A typical long-distance phone call can travel up to 90,000 miles to the satellite, back to the switch, back up to the satellite, and down to its destination, thus involving a double hop. However recent upgrades to satellite switching have reduced in-region calls to a single hop in many cases.
Remote villages in Alaska are not your conventional remote towns in the United States. And servicing these villages is not a typical technician's day. When Jeff Anderson travels to the northern Arctic Slope region, the size of Minnesota and a chunk of Wisconsin, he carries survival gear. He must have a broad array of skills and play many roles-he may do aerial wire installation, marketing and planning as some of his many tasks.
He must be able to maintain and upgrade the digital central office switch, to take care of the central office backup generator, provide installation and tech support of public safety, business, telehealth and distance learning equipment for local government, the village corporation, the school and clinic.

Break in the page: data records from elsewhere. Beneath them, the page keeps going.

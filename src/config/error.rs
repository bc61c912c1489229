// Copyright (C) 2026 Michael Wilson <mike@mdwn.dev>
//
// This program is free software: you can redistribute it and/or modify it under
// the terms of the GNU General Public License as published by the Free Software
// Foundation, version 3.
//
// This program is distributed in the hope that it will be useful, but WITHOUT
// ANY WARRANTY; without even the implied warranty of MERCHANTABILITY or FITNESS
// FOR A PARTICULAR PURPOSE. See the GNU General Public License for more details.
//
// You should have received a copy of the GNU General Public License along with
// this program. If not, see <https://www.gnu.org/licenses/>.
//
use std::{io, path::PathBuf};

use crate::effects::ConfigError;

/// Typed error for profile load failures so callers can tell a missing file from a bad
/// value without string matching.
#[derive(Debug, thiserror::Error)]
pub enum ProfileError {
    #[error("Unable to read profile {}: {source}", path.display())]
    Io {
        path: PathBuf,
        #[source]
        source: io::Error,
    },

    #[error("Unable to parse profile: {0}")]
    Parse(#[from] serde_yml::Error),

    #[error("Invalid duration for {field}: {source}")]
    Duration {
        field: &'static str,
        #[source]
        source: duration_string::Error,
    },

    #[error("Invalid color for {field}: {reason}")]
    Color { field: &'static str, reason: String },

    #[error("Invalid effect: {0}")]
    Invalid(#[from] ConfigError),
}
// Copyright (C) 2026 Michael Wilson <mike@mdwn.dev>
//
// This program is free software: you can redistribute it and/or modify it under
// the terms of the GNU General Public License as published by the Free Software
// Foundation, version 3.
//
// This program is distributed in the hope that it will be useful, but WITHOUT
// ANY WARRANTY; without even the implied warranty of MERCHANTABILITY or FITNESS
// FOR A PARTICULAR PURPOSE. See the GNU General Public License for more details.
//
// You should have received a copy of the GNU General Public License along with
// this program. If not, see <https://www.gnu.org/licenses/>.
//

use std::{
    thread,
    time::{Duration, Instant},
};

/// Wait for the given predicate to return true or fail.
#[inline]
pub fn eventually<F>(predicate: F, error_msg: &str)
where
    F: Fn() -> bool,
{
    let start = Instant::now();
    let mut tick = Duration::from_millis(5);
    let timeout = Duration::from_secs(10);
    let max_tick = Duration::from_millis(50);

    loop {
        if predicate() {
            return;
        }
        if start.elapsed() > timeout {
            panic!("{}", error_msg);
        }

        thread::sleep(tick);
        tick = std::cmp::min(tick * 2, max_tick);
    }
}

He departs for three or more weeks at a time, traveling on Bush flights from village to village, spending two to three days in each village. He starts his day with an 800-mile flight to Barrow, the northernmost community. A chartered Bush flight takes him 100 miles to Wain-wright. There are no roads between the nine served communities. All technicians who travel in these remote areas must be self-reliant. Job sharing and teamwork are part of the staffs daily activities at ASTAC in terms of maintenance, order control, management, accounting, billing and data record keeping.
In a video documentary produced by ASTAC several years ago, many local residents recalled when there was only one telephone in their village. Herman Kignak of Atqasuk remarks there is more communications now than they ever had before. One of ASTAC's original incorporators, Herman Rexford of Kaktovik, talked enthusiastically about the ability to call each other in the villages--before that visiting and communication were strictly dependent upon weather.
Amos Agnasagga, a former ASTAC board member and resident of Point Lay, expresses his gratefulness for the ability to be able to send pictures from the clinic directly to the hospital in Anchorage and for the ability to dial 800 numbers.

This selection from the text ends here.